In a mass shooting that rocked the United States shortly before Christmas in 2012, a 20-year-old gunman killed 20 school children aged six and seven and six adult staff, using a Remington AR-15 Bushmaster rifle, a semi-automatic civilian version of the USA military's M-16.
Justices wrote in the majority opinion that "it falls to a jury to decide whether the promotional schemes alleged in the present case rise to the level of illegal trade practices and whether fault for the tragedy can be laid at their feet".
The families had tried to advance the case on a relatively novel argument in gun litigation based on the legal doctrine of negligent entrustment, an argument historically used when someone lends a vehicle to a high-risk driver who then causes an accident. In reinstating a case that a lower court dismissed in 2016, the court seemingly adopted the families' novel way around a federal law that protects the gun industry from liability.
The US Supreme Court has trended toward rejecting state law claims that are barred by federal law, he said.
The company may be guilty of making unlawful marketing claims, the court ruled, due to its promotion of a military-grade weapon for hunting and "recreational" use by civilians; its use of images of combat when selling the AR-15; and its use of slogans like "Consider your man card reissued".
The lawsuit seeks undisclosed damages.
Military-style rifles have been used in many other mass shootings, including in Las Vegas in October 2017 when 58 people were killed and hundreds more injured.
The case had been closely watched by advocates on both sides of the gun issue. Several groups, ranging from the NRA to emergency room doctors, submitted briefs to the court.
The 2005 federal law has been cited by other courts that rejected lawsuits against gun makers and dealers in other high-profile shooting attacks, including the 2012 Colorado movie theater shooting and the Washington, D.C., sniper shootings in 2002.
Robert J. Spitzer, chairman of political science at the State University of NY at Cortland and an expert on guns and the Second Amendment, said the CT ruling runs counter to the 2005 federal law.

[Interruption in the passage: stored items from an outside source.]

#[cfg(test)]
mod tests {
    use super::*;
    use crate::source_analysis::parse;

    fn indexed(sources: &[(&str, &str)]) -> WorkspaceIndex {
        let mut index = WorkspaceIndex::new();
        for (uri, source) in sources {
            let (file, _) = parse(source, *uri).expect("fatal parse error");
            index.update_file(file);
        }
        index
    }

    const A_URI: &str = "file:///ws/common.proto";
    const B_URI: &str = "file:///ws/user.proto";

    fn two_file_workspace() -> WorkspaceIndex {
        indexed(&[
            (A_URI, "package common;\nmessage Address {}"),
            (
                B_URI,
                "import \"common.proto\";\npackage user;\nmessage User { common.Address addr = 1; }",
            ),
        ])
    }

    #[test]
    fn resolves_cross_file_qualified_type() {
        let index = two_file_workspace();
        let info = index.resolve_type("common.Address", B_URI, "user").unwrap();
        assert_eq!(info.full_name, "common.Address");
        assert_eq!(info.location.uri, A_URI);
    }

    #[test]
    fn scalar_types_never_resolve() {
        let index = two_file_workspace();
        assert!(index.resolve_type("int32", B_URI, "user").is_none());
        assert!(index.resolve_type("string", B_URI, "user").is_none());
        assert!(index.resolve_type("bytes", B_URI, "user").is_none());
    }

    #[test]
    fn resolves_absolute_reference() {
        let index = two_file_workspace();
        let info = index.resolve_type(".common.Address", B_URI, "user").unwrap();
        assert_eq!(info.full_name, "common.Address");
        // Absolute lookups bypass scope walking entirely.
        assert!(index.resolve_type(".Address", B_URI, "user").is_none());
    }

    #[test]
    fn resolves_through_enclosing_package_scopes() {
        let index = indexed(&[
            ("file:///a.proto", "package a;\nmessage Shared {}"),
            (
                "file:///b.proto",
                "package a.b.c;\nmessage M { Shared s = 1; }",
            ),
        ]);
        let info = index.resolve_type("Shared", "file:///b.proto", "a.b.c").unwrap();
        assert_eq!(info.full_name, "a.Shared");
    }

    #[test]
    fn resolves_simple_name_via_imported_package() {
        let index = two_file_workspace();
        let info = index.resolve_type("Address", B_URI, "user").unwrap();
        assert_eq!(info.full_name, "common.Address");
    }

    #[test]
    fn unresolvable_type_is_none() {
        let index = two_file_workspace();
        assert!(index.resolve_type("Nonexistent", B_URI, "user").is_none());
    }

    #[test]
    fn first_simple_name_registration_wins() {
        let index = indexed(&[
            ("file:///one.proto", "package one;\nmessage Config {}"),
            ("file:///two.proto", "package two;\nmessage Config {}"),
            ("file:///z.proto", "package z;\nmessage M { Config c = 1; }"),
        ]);
        let info = index.resolve_type("Config", "file:///z.proto", "z").unwrap();
        assert_eq!(info.full_name, "one.Config");
        // Both stay reachable fully qualified.
        assert!(index.symbol("one.Config").is_some());
        assert!(index.symbol("two.Config").is_some());
    }

    #[test]
    fn update_is_idempotent() {
        let mut index = two_file_workspace();
        let before = index.all_symbols().count();
        let (file, _) = parse(
            "import \"common.proto\";\npackage user;\nmessage User { common.Address addr = 1; }",
            B_URI,
        )
        .unwrap();
        index.update_file(file);
        assert_eq!(index.all_symbols().count(), before);
        assert!(index.resolve_type("common.Address", B_URI, "user").is_some());
    }

    #[test]
    fn update_replaces_previous_symbols() {
        let mut index = indexed(&[("file:///a.proto", "message Old {}")]);
        assert!(index.symbol("Old").is_some());

        let (file, _) = parse("message New {}", "file:///a.proto").unwrap();
        index.update_file(file);
        assert!(index.symbol("Old").is_none());
        assert!(index.symbol("New").is_some());
    }

    #[test]
    fn remove_file_purges_everything() {
        let mut index = two_file_workspace();
        index.remove_file(A_URI);
        assert!(index.file(A_URI).is_none());
        assert!(index.symbol("common.Address").is_none());
        assert!(index.resolve_type("common.Address", B_URI, "user").is_none());
        // The other file is untouched.
        assert!(index.symbol("user.User").is_some());
    }

    #[test]
    fn imported_file_uris_resolve() {
        let index = two_file_workspace();
        assert_eq!(index.imported_file_uris(B_URI), vec![EcoString::from(A_URI)]);
        assert!(index.imported_file_uris(A_URI).is_empty());
    }

    #[test]
    fn accessible_symbols_are_transitive() {
        let index = indexed(&[
            ("file:///a.proto", "package a;\nmessage A {}"),
            ("file:///b.proto", "import \"a.proto\";\npackage b;\nmessage B {}"),
            ("file:///c.proto", "import \"b.proto\";\npackage c;\nmessage C {}"),
            ("file:///d.proto", "package d;\nmessage D {}"),
        ]);
        let names: Vec<&str> = index
            .accessible_symbols("file:///c.proto")
            .iter()
            .map(|s| s.full_name.as_str())
            .collect();
        // The whole import closure is reachable, own symbols first.
        assert_eq!(names[0], "c.C");
        assert!(names.contains(&"b.B"));
        assert!(names.contains(&"a.A"));
        // Files outside the closure are not.
        assert!(!names.contains(&"d.D"));
    }

    #[test]
    fn import_cycles_terminate() {
        let index = indexed(&[
            (
                "file:///a.proto",
                "import public \"b.proto\";\npackage a;\nmessage A {}",
            ),
            (
                "file:///b.proto",
                "import public \"a.proto\";\npackage b;\nmessage B {}",
            ),
        ]);
        let names: Vec<&str> = index
            .accessible_symbols("file:///a.proto")
            .iter()
            .map(|s| s.full_name.as_str())
            .collect();
        assert!(names.contains(&"a.A"));
        assert!(names.contains(&"b.B"));
    }

    #[test]
    fn finds_references_across_files() {
        let index = two_file_workspace();
        let references = index.find_references("common.Address");
        assert_eq!(references.len(), 1);
        assert_eq!(references[0].uri, B_URI);
        // The range covers the written type token on line 2.
        assert_eq!(references[0].range.start.line, 2);
    }

    #[test]
    fn finds_rpc_and_map_references() {
        let index = indexed(&[(
            "file:///s.proto",
            "message Req {}\nmessage Resp {}\nmessage Box { map<string, Resp> items = 1; }\nservice S { rpc Call(Req) returns (Resp); }",
        )]);
        assert_eq!(index.find_references("Req").len(), 1);
        assert_eq!(index.find_references("Resp").len(), 2);
    }

    #[test]
    fn completions_filter_by_kind() {
        let index = indexed(&[(
            "file:///a.proto",
            "package p;\nmessage M { int32 x = 1; }\nenum E { E0 = 0; }\nservice S { rpc R(M) returns (M); }",
        )]);
        let type_names: Vec<&str> = index
            .type_completions("file:///a.proto")
            .iter()
            .map(|s| s.full_name.as_str())
            .collect();
        assert!(type_names.contains(&"p.M"));
        assert!(type_names.contains(&"p.E"));
        assert!(!type_names.contains(&"p.S"));
        assert!(!type_names.contains(&"p.M.x"));

        let message_names: Vec<&str> = index
            .message_completions()
            .iter()
            .map(|s| s.full_name.as_str())
            .collect();
        assert!(message_names.contains(&"p.M"));
        assert!(!message_names.contains(&"p.E"));
    }

    #[test]
    fn completions_cover_the_whole_workspace_accessible_first() {
        let index = indexed(&[
            ("file:///a.proto", "package a;\nmessage A {}"),
            (
                "file:///b.proto",
                "import \"a.proto\";\npackage b;\nmessage B {}",
            ),
            ("file:///far.proto", "package far;\nmessage Far {}"),
        ]);
        let names: Vec<&str> = index
            .type_completions("file:///b.proto")
            .iter()
            .map(|s| s.full_name.as_str())
            .collect();
        // Not-yet-imported symbols are still offered, after the
        // import closure, with no duplicates.
        assert_eq!(&names[..2], &["b.B", "a.A"]);
        assert!(names.contains(&"far.Far"));
        assert_eq!(names.len(), 3);

        let message_names: Vec<&str> = index
            .message_completions()
            .iter()
            .map(|s| s.full_name.as_str())
            .collect();
        assert!(message_names.contains(&"far.Far"));
    }

    #[test]
    fn finds_references_written_with_extra_qualification() {
        // The written reference carries a package prefix the symbol was
        // registered without.
        let index = indexed(&[
            ("file:///addr.proto", "message Address {}"),
            (
                "file:///user.proto",
                "import \"addr.proto\";\nmessage User { common.Address addr = 1; }",
            ),
        ]);
        let references = index.find_references("Address");
        assert_eq!(references.len(), 1);
        assert_eq!(references[0].uri, "file:///user.proto");
    }

    #[test]
    fn imported_nested_type_beats_unrelated_simple_name() {
        let index = indexed(&[
            ("file:///q.proto", "package q;\nmessage Inner {}"),
            (
                "file:///lib.proto",
                "package p;\nmessage Outer { message Inner {} }",
            ),
            (
                "file:///main.proto",
                "import \"lib.proto\";\npackage m;\nmessage M { Inner i = 1; }",
            ),
        ]);
        // The nested type in the imported file wins over the earlier-
        // registered simple-name candidate in an unrelated file.
        let info = index.resolve_type("Inner", "file:///main.proto", "m").unwrap();
        assert_eq!(info.full_name, "p.Outer.Inner");
    }

    #[test]
    fn import_roots_feed_resolution() {
        let mut index = indexed(&[
            (
                "file:///ws/vendor/google/protobuf/timestamp.proto",
                "package google.protobuf;\nmessage Timestamp {}",
            ),
            (
                "file:///elsewhere/main.proto",
                "import \"google/protobuf/timestamp.proto\";\nmessage M { google.protobuf.Timestamp t = 1; }",
            ),
        ]);
        index.set_import_paths(vec!["file:///ws/vendor".into()]);
        assert_eq!(
            index
                .resolve_import_to_uri("google/protobuf/timestamp.proto", "file:///elsewhere/main.proto")
                .as_deref(),
            Some("file:///ws/vendor/google/protobuf/timestamp.proto")
        );
    }
}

Because this decision involves interpretation of a federal statute, the gunmaker will nearly certainly appeal it to the U.S. Supreme Court, and Remington could also prevail at a trial, so this is just a first step toward manufacturer liability.
"The likelihood they'll succeed is small", he said. The lawsuit will now allow the plaintiffs to gain access to internal Remington documents that can shed light on its advertising practices.
The Sandy Hook families had focused on a portion of their argument against Remington on "negligent entrustment", essentially saying that the company sold guns to civilians knowing they are risky outside of certain institutions like the military.